Directions for this task: Please copy out every line of the listing below in which the word "verbose" appears.

Data for analysis:
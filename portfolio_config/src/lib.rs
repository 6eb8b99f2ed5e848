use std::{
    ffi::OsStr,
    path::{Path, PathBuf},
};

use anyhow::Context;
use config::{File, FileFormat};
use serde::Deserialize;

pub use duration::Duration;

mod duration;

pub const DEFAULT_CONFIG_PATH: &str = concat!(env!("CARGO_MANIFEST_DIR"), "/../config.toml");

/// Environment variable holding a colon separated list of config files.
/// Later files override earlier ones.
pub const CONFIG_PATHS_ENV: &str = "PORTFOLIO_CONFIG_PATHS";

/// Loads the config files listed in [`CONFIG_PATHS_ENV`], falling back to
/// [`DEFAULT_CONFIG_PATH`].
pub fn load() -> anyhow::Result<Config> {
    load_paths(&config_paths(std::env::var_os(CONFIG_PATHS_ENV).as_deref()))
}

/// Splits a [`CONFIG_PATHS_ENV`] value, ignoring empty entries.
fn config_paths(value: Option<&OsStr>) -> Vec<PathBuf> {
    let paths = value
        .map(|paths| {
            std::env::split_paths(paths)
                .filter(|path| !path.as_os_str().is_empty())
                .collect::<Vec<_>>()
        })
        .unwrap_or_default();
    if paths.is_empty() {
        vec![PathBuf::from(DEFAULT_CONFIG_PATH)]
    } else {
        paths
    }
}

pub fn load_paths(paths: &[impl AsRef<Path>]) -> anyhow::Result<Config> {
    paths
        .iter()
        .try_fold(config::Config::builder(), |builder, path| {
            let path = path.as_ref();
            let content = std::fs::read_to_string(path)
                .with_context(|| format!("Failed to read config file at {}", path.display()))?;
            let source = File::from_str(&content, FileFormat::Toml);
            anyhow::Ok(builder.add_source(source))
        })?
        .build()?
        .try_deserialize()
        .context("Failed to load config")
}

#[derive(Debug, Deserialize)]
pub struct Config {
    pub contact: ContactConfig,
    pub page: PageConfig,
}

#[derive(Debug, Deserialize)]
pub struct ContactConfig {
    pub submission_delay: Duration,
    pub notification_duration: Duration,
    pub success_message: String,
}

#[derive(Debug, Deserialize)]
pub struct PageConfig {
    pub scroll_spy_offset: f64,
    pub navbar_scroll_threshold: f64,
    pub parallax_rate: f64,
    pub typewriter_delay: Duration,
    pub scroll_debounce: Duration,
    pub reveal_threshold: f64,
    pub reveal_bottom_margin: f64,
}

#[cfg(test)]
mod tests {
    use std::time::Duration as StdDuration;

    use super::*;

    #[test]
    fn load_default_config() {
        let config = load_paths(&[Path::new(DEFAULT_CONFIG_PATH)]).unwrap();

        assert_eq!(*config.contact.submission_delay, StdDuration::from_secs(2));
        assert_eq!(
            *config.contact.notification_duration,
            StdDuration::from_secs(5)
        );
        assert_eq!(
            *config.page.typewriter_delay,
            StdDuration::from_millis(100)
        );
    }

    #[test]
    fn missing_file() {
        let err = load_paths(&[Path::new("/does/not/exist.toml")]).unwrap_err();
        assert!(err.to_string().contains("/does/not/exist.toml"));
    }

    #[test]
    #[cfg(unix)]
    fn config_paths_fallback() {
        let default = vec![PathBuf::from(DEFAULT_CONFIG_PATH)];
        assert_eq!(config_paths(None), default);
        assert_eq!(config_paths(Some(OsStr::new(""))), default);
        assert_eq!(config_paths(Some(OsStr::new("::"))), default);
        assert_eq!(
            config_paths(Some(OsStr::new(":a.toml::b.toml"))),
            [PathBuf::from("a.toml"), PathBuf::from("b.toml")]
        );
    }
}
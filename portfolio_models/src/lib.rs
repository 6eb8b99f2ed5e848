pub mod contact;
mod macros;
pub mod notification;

==

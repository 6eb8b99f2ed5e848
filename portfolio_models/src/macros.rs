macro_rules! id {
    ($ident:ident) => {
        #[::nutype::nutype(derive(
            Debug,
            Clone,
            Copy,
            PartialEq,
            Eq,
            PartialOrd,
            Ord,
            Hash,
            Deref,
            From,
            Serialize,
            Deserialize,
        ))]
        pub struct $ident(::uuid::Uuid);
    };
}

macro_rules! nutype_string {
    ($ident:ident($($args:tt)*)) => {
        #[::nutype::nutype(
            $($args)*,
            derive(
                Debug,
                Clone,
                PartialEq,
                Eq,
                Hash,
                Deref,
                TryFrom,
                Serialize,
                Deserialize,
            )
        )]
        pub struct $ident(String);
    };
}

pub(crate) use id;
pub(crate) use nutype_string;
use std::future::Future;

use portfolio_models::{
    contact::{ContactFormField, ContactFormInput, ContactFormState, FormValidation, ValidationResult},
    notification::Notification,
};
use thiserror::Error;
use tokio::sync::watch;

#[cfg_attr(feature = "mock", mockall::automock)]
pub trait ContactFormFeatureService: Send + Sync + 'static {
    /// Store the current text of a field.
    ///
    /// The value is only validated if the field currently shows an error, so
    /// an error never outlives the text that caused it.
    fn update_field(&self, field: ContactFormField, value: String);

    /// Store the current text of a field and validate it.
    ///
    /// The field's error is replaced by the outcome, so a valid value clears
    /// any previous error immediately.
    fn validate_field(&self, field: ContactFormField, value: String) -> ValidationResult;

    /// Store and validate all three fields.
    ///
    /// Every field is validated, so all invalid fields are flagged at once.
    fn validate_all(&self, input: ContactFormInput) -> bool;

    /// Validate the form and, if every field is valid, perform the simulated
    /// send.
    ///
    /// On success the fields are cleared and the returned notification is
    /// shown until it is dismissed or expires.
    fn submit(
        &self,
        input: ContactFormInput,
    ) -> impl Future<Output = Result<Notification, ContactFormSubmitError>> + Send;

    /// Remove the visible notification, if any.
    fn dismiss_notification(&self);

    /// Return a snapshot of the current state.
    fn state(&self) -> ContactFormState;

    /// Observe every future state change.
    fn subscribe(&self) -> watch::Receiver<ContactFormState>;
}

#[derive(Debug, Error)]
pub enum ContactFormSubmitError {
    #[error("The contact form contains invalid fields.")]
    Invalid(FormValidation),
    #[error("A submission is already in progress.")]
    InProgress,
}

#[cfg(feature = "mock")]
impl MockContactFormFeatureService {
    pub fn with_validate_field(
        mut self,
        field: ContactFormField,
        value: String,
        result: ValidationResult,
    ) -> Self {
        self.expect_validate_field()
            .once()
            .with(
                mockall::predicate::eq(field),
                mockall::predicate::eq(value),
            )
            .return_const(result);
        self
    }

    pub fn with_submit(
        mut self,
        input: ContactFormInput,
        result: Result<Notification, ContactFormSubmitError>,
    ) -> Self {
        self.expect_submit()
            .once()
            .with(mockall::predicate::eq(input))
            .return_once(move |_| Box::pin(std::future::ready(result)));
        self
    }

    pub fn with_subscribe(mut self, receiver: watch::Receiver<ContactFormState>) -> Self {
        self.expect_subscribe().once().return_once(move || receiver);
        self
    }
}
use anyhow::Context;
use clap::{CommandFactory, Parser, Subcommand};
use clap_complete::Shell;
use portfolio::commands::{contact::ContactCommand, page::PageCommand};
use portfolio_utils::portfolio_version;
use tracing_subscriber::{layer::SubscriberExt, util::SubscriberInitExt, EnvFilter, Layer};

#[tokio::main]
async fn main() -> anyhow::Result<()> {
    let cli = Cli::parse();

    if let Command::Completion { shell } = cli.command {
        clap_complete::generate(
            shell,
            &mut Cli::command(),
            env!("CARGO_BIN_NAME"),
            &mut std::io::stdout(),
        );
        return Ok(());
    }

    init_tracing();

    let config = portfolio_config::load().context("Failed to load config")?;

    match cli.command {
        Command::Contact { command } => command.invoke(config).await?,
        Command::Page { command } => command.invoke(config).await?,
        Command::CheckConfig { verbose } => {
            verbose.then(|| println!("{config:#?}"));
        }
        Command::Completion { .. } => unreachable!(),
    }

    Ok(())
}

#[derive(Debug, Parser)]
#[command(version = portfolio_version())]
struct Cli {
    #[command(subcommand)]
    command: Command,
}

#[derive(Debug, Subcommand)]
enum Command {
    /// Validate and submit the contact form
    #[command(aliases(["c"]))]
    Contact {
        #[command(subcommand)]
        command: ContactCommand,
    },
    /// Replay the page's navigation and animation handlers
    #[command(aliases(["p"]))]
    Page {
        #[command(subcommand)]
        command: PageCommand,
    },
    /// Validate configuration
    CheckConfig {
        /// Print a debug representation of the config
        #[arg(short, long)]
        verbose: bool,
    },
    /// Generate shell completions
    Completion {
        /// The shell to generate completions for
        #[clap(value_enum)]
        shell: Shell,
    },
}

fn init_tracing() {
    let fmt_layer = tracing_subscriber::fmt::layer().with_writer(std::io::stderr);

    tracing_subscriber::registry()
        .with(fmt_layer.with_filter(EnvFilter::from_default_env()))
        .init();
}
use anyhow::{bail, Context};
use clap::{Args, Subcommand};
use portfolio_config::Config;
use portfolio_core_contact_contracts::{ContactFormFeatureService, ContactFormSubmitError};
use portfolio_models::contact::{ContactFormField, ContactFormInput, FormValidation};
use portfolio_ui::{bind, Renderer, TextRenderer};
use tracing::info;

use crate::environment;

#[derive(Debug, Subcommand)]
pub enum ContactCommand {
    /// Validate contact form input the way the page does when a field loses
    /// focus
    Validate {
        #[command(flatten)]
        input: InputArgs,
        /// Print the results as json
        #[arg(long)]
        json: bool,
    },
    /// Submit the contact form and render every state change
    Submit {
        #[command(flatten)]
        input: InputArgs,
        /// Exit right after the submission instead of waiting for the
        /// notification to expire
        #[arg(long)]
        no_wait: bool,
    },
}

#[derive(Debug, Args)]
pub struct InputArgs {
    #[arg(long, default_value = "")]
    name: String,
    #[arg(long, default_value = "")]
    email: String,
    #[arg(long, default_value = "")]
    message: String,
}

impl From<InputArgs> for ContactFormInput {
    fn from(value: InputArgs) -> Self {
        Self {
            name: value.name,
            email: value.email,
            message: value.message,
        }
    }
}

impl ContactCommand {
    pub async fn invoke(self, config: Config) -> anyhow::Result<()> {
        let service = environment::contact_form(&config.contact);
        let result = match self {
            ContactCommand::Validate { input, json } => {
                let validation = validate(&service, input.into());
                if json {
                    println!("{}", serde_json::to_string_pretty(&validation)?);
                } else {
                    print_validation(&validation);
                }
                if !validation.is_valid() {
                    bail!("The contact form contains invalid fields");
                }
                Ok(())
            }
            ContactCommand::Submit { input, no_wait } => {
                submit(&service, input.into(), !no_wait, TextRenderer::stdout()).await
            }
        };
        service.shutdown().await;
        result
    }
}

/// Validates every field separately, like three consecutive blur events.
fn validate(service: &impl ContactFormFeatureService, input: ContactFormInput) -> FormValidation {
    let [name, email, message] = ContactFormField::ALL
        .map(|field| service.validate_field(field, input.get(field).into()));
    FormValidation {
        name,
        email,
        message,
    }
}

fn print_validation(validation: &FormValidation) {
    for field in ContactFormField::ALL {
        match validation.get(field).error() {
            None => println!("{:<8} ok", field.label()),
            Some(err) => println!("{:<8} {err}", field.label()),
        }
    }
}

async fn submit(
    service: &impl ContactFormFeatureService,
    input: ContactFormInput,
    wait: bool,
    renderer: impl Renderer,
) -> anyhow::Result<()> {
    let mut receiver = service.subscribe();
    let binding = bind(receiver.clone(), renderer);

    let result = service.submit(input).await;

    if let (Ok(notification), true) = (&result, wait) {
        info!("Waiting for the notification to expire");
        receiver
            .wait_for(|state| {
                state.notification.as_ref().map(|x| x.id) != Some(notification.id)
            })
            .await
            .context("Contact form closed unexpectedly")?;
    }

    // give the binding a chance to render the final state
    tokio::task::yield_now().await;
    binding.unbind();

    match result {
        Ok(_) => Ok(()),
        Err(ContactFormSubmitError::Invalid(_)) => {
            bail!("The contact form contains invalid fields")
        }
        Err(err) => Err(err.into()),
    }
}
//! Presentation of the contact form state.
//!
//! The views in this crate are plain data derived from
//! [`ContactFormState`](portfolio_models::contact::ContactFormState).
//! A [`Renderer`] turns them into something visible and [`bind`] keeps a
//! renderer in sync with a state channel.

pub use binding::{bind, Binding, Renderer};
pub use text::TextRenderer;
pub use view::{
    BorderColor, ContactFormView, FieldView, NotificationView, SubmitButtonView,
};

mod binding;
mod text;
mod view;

Output for this task:
        Command::CheckConfig { verbose } => {
            verbose.then(|| println!("{config:#?}"));
        verbose: bool,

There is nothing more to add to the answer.